FYI, only the second email displays the DOJ email addy protocals.
If the addy was redacted from emails 1 and 3 , why didn’t it show a black line like #2 did where the redaction occured?
Check out this snapshot comparing the two “Original Messages” from the first and second emails; is this what you were referring to?
You’re work is exceptional, Rayne. Thank you. I just wish Cheney had to watch your clip. Think it might ‘terrorize’ him?
Great detective job.
Someone is pitch-tipping ala A-Rod?
I’m not a techie but a couple of questions…
To my knowledge, Tweety nor Olberman reported on the story last night,
not sure about Rachel.
The simple answer is to get Comey to answer the mail (request to be interviwed or a congressional request)…
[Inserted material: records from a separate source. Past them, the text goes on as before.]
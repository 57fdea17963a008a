use anyhow::Context;
use clap::Parser;
use chrono::Utc;
use std::sync::Arc;
use tracing_subscriber::{fmt, prelude::*, EnvFilter};

use duna_orders::analysis::{mime_type_for, RecordedAnalyzer};
use duna_orders::cli::Cli;
use duna_orders::config::AppConfig;
use duna_orders::domain::order::{OrderServices, OrderSessionHandler};
use duna_orders::messaging::UploadNotifier;
use duna_orders::metrics::Metrics;
use duna_orders::persistence::{InMemoryClientDirectory, InMemoryOrderRepository};
use duna_orders::sheet::OrderSheet;

#[tokio::main]
async fn main() -> anyhow::Result<()> {
    // Default to INFO, debug for this crate; RUST_LOG overrides
    tracing_subscriber::registry()
        .with(fmt::layer().with_target(true).with_thread_ids(true))
        .with(
            EnvFilter::try_from_default_env()
                .unwrap_or_else(|_| EnvFilter::new("info,duna_orders=debug"))
        )
        .init();

    let cli = Cli::parse();
    let photo = cli.photo.as_path();
    let client = cli.client();

    tracing::info!("🚀 Starting Duna order entry");

    // === 1. Configuration & metrics ===
    let config = AppConfig::from_env().context("Invalid configuration")?;
    tracing::debug!(?config, "Configuration loaded");

    let metrics = Arc::new(Metrics::new()?);
    tracing::info!("📊 Metrics registry created with {} metrics", metrics.registry().gather().len());

    // === 2. Storage and upload listener ===
    let repository = Arc::new(InMemoryOrderRepository::new());
    let uploads = UploadNotifier::new(config.upload.root_folder.clone(), metrics.clone())
        .spawn(repository.subscribe());

    let services = Arc::new(OrderServices {
        analyzer: Arc::new(RecordedAnalyzer::from_path(&cli.analysis)?),
        directory: Arc::new(InMemoryClientDirectory::with_clients([client.clone()])),
        repository: repository.clone(),
        metrics: metrics.clone(),
        retry: config.analysis.retry_config(),
    });

    // === 3. Order session ===
    let session = OrderSessionHandler::start(services, Some(client.id.clone()));

    let image = std::fs::read(photo)
        .with_context(|| format!("Failed to read photo {}", photo.display()))?;
    let items = session.add_photo(&image, mime_type_for(photo)).await?;
    tracing::info!(items = items.len(), "📷 Photo processed");

    if let Some(notes) = &cli.notes {
        session.set_notes(notes).await?;
    }

    session.request_signature().await?;
    session.sign(&cli.signature).await?;
    let order = session.finalize(cli.worker()).await?;

    println!("{}", OrderSheet::build(&order).render_text());

    let recent = repository
        .recent_orders(Utc::now(), config.history.recent_months, None)
        .await;
    tracing::info!(
        months = config.history.recent_months,
        orders = recent.len(),
        "Recent order history"
    );

    // === 4. Drain uploads ===
    // Dropping the last repository handle closes the notification channel
    drop(session);
    drop(repository);
    for plan in uploads.await? {
        println!("Upload: {}", plan.path());
    }

    println!("{}", metrics.render()?);

    tracing::info!("🎉 Done");
    Ok(())
}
Maybe this is happening below the fold…
Can only hope that an invitation to testify was part of the aim here. I don’t think Deadeye’s team did this, and I think the blank spaces are as much of a threat as the content itself is, kind of a veiled threat that there’s more here. Who got copied on these messages, assuming they are exactly as they appear to be, email messages with only the forward/reply included in the body?
I was about to lament the sort of impasse in these comments when I saw Rayne’s most recent one above. I think this shows that robspierre’s points were constructive, despite being elaborate and detailed. I’ve had some experience digging through heavily redacted documents in a FOIA lawsuit, and one of the things I learned is that there are many different motivations for redacting something. My own two cents: whoever leaked these documents to the New York Times has a specific agenda of their own, one so particular that they felt compelled to make strange alterations for whatever reason. I would argue that it’s impossible even to know the simple truth of whether the NYT spun the e-mails in the direction intended by the leaker; it’s quite possible they received the leaked “e-mails” and then ran a story the source(s) hated.
In which case, NYT would have acted counter to their interests if they were acting to preserve access. Let’s assume it’s Comey who leaked and the story was written in opposition to the content; NYT looks really bad now that they came to different conclusion, and Comey knows exactly the cut of their cloth (if he wasn’t already aware of it, a la Judith Miller). Let’s assume it was CIA which leaked this stuff — but we know there are more than one faction in the CIA, and it’s hard to tell if either of them benefit at all from this leak. And then let’s assume it’s Cheney or the Cheney-bots; they may have gotten the headline and story they wanted, but they obviously screwed themselves in the big picture because we know now there are responsive emails in the USDOJ’s system which may implicate the Cheney-bots, making their efforts to hide emails on the White House side for naught.
I go with Occam’s Razor here, that the simplest answer is the right one.
I’ve also neglected to point out this story emerged on a Saturday, solidly, deeply in news dump land. Do not think for even a nano-second the NYT did not grasp this fact in its publication schedule.